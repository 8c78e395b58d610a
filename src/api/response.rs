//! Response types for the Residency Engine API.
//!
//! This module defines the success envelopes, the error response structures,
//! and the mapping from engine errors to HTTP status codes.

use axum::{
    Json,
    http::StatusCode,
    response::{IntoResponse, Response},
};
use chrono::{DateTime, Utc};
use serde::{Deserialize, Serialize};
use uuid::Uuid;

use crate::error::EngineError;
use crate::models::{AuditTrace, EligibilitySnapshot, ProjectionResult};

/// Which calculator produced a response.
#[derive(Debug, Clone, Copy, PartialEq, Eq, Serialize, Deserialize)]
#[serde(rename_all = "snake_case")]
pub enum CalculationKind {
    /// Settled-holder eligibility snapshot.
    Snapshot,
    /// Projection for a non-holder.
    Projection,
}

/// Response body for the `/eligibility` and `/projection` endpoints.
///
/// Exactly one of `snapshot` and `projection` is present, matching `kind`.
#[derive(Debug, Clone, PartialEq, Eq, Serialize, Deserialize)]
pub struct EligibilityResponse {
    /// Unique identifier for this calculation.
    pub calculation_id: Uuid,
    /// When the calculation was performed.
    pub timestamp: DateTime<Utc>,
    /// The version of the engine that performed the calculation.
    pub engine_version: String,
    /// Code of the rule the calculation applied.
    pub rule_code: String,
    /// Which calculator ran.
    pub kind: CalculationKind,
    /// The snapshot, for qualifying-status holders.
    #[serde(skip_serializing_if = "Option::is_none")]
    pub snapshot: Option<EligibilitySnapshot>,
    /// The projection, for non-holders.
    #[serde(skip_serializing_if = "Option::is_none")]
    pub projection: Option<ProjectionResult>,
    /// Complete audit trace of calculation decisions.
    pub audit_trace: AuditTrace,
}

/// Response body for the `/recalculation-check` endpoint.
#[derive(Debug, Clone, PartialEq, Eq, Serialize, Deserialize)]
pub struct RecalculationCheckResponse {
    /// Whether the caller should recalculate.
    pub should_recalculate: bool,
}

/// API error response structure.
#[derive(Debug, Clone, Serialize, Deserialize)]
pub struct ApiError {
    /// Error code for programmatic handling.
    pub code: String,
    /// Human-readable error message.
    pub message: String,
    /// Optional details about the error.
    #[serde(skip_serializing_if = "Option::is_none")]
    pub details: Option<String>,
}

impl ApiError {
    /// Creates a new API error.
    pub fn new(code: impl Into<String>, message: impl Into<String>) -> Self {
        Self {
            code: code.into(),
            message: message.into(),
            details: None,
        }
    }

    /// Creates a new API error with details.
    pub fn with_details(
        code: impl Into<String>,
        message: impl Into<String>,
        details: impl Into<String>,
    ) -> Self {
        Self {
            code: code.into(),
            message: message.into(),
            details: Some(details.into()),
        }
    }

    /// Creates a malformed JSON error response.
    pub fn malformed_json(message: impl Into<String>) -> Self {
        Self::new("MALFORMED_JSON", message)
    }
}

/// API error with HTTP status code.
pub struct ApiErrorResponse {
    /// The HTTP status code.
    pub status: StatusCode,
    /// The error body.
    pub error: ApiError,
}

impl IntoResponse for ApiErrorResponse {
    fn into_response(self) -> Response {
        (self.status, Json(self.error)).into_response()
    }
}

impl From<EngineError> for ApiErrorResponse {
    fn from(error: EngineError) -> Self {
        match error {
            EngineError::ValidationError { field, message } => ApiErrorResponse {
                status: StatusCode::BAD_REQUEST,
                error: ApiError::with_details(
                    "VALIDATION_ERROR",
                    format!("Invalid value for '{}': {}", field, message),
                    field,
                ),
            },
            EngineError::ConfigNotFound { path } => ApiErrorResponse {
                status: StatusCode::INTERNAL_SERVER_ERROR,
                error: ApiError::with_details(
                    "CONFIG_ERROR",
                    "Configuration error",
                    format!("Configuration file not found: {}", path),
                ),
            },
            EngineError::ConfigParseError { path, message } => ApiErrorResponse {
                status: StatusCode::INTERNAL_SERVER_ERROR,
                error: ApiError::with_details(
                    "CONFIG_ERROR",
                    "Configuration parse error",
                    format!("Failed to parse {}: {}", path, message),
                ),
            },
            EngineError::InvalidConfig { field, message } => ApiErrorResponse {
                status: StatusCode::INTERNAL_SERVER_ERROR,
                error: ApiError::with_details(
                    "CONFIG_ERROR",
                    "Invalid configuration",
                    format!("{}: {}", field, message),
                ),
            },
            EngineError::CalculationError { message } => ApiErrorResponse {
                status: StatusCode::INTERNAL_SERVER_ERROR,
                error: ApiError::with_details("CALCULATION_ERROR", "Calculation failed", message),
            },
        }
    }
}

#[cfg(test)]
mod tests {
    use super::*;

    #[test]
    fn test_api_error_serialization() {
        let error = ApiError::new("TEST_ERROR", "Test message");
        let json = serde_json::to_string(&error).unwrap();
        assert!(json.contains("\"code\":\"TEST_ERROR\""));
        assert!(json.contains("\"message\":\"Test message\""));
        assert!(!json.contains("details")); // Should be skipped when None
    }

    #[test]
    fn test_api_error_with_details_serialization() {
        let error = ApiError::with_details("TEST_ERROR", "Test message", "Some details");
        let json = serde_json::to_string(&error).unwrap();
        assert!(json.contains("\"details\":\"Some details\""));
    }

    #[test]
    fn test_validation_error_maps_to_bad_request_with_field() {
        let engine_error = EngineError::validation("absences[0].to", "not a date");
        let api_error: ApiErrorResponse = engine_error.into();
        assert_eq!(api_error.status, StatusCode::BAD_REQUEST);
        assert_eq!(api_error.error.code, "VALIDATION_ERROR");
        assert_eq!(api_error.error.details.as_deref(), Some("absences[0].to"));
    }

    #[test]
    fn test_calculation_error_maps_to_server_error() {
        let engine_error = EngineError::CalculationError {
            message: "overflow".to_string(),
        };
        let api_error: ApiErrorResponse = engine_error.into();
        assert_eq!(api_error.status, StatusCode::INTERNAL_SERVER_ERROR);
        assert_eq!(api_error.error.code, "CALCULATION_ERROR");
    }

    #[test]
    fn test_calculation_kind_serialization() {
        assert_eq!(
            serde_json::to_string(&CalculationKind::Snapshot).unwrap(),
            "\"snapshot\""
        );
    }
}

▸ What is being asked
All lines above containing the string "impl": copy each one.

▸ Response box
impl ApiError {
    pub fn new(code: impl Into<String>, message: impl Into<String>) -> Self {
        code: impl Into<String>,
        message: impl Into<String>,
        details: impl Into<String>,
    pub fn malformed_json(message: impl Into<String>) -> Self {
impl IntoResponse for ApiErrorResponse {
impl From<EngineError> for ApiErrorResponse {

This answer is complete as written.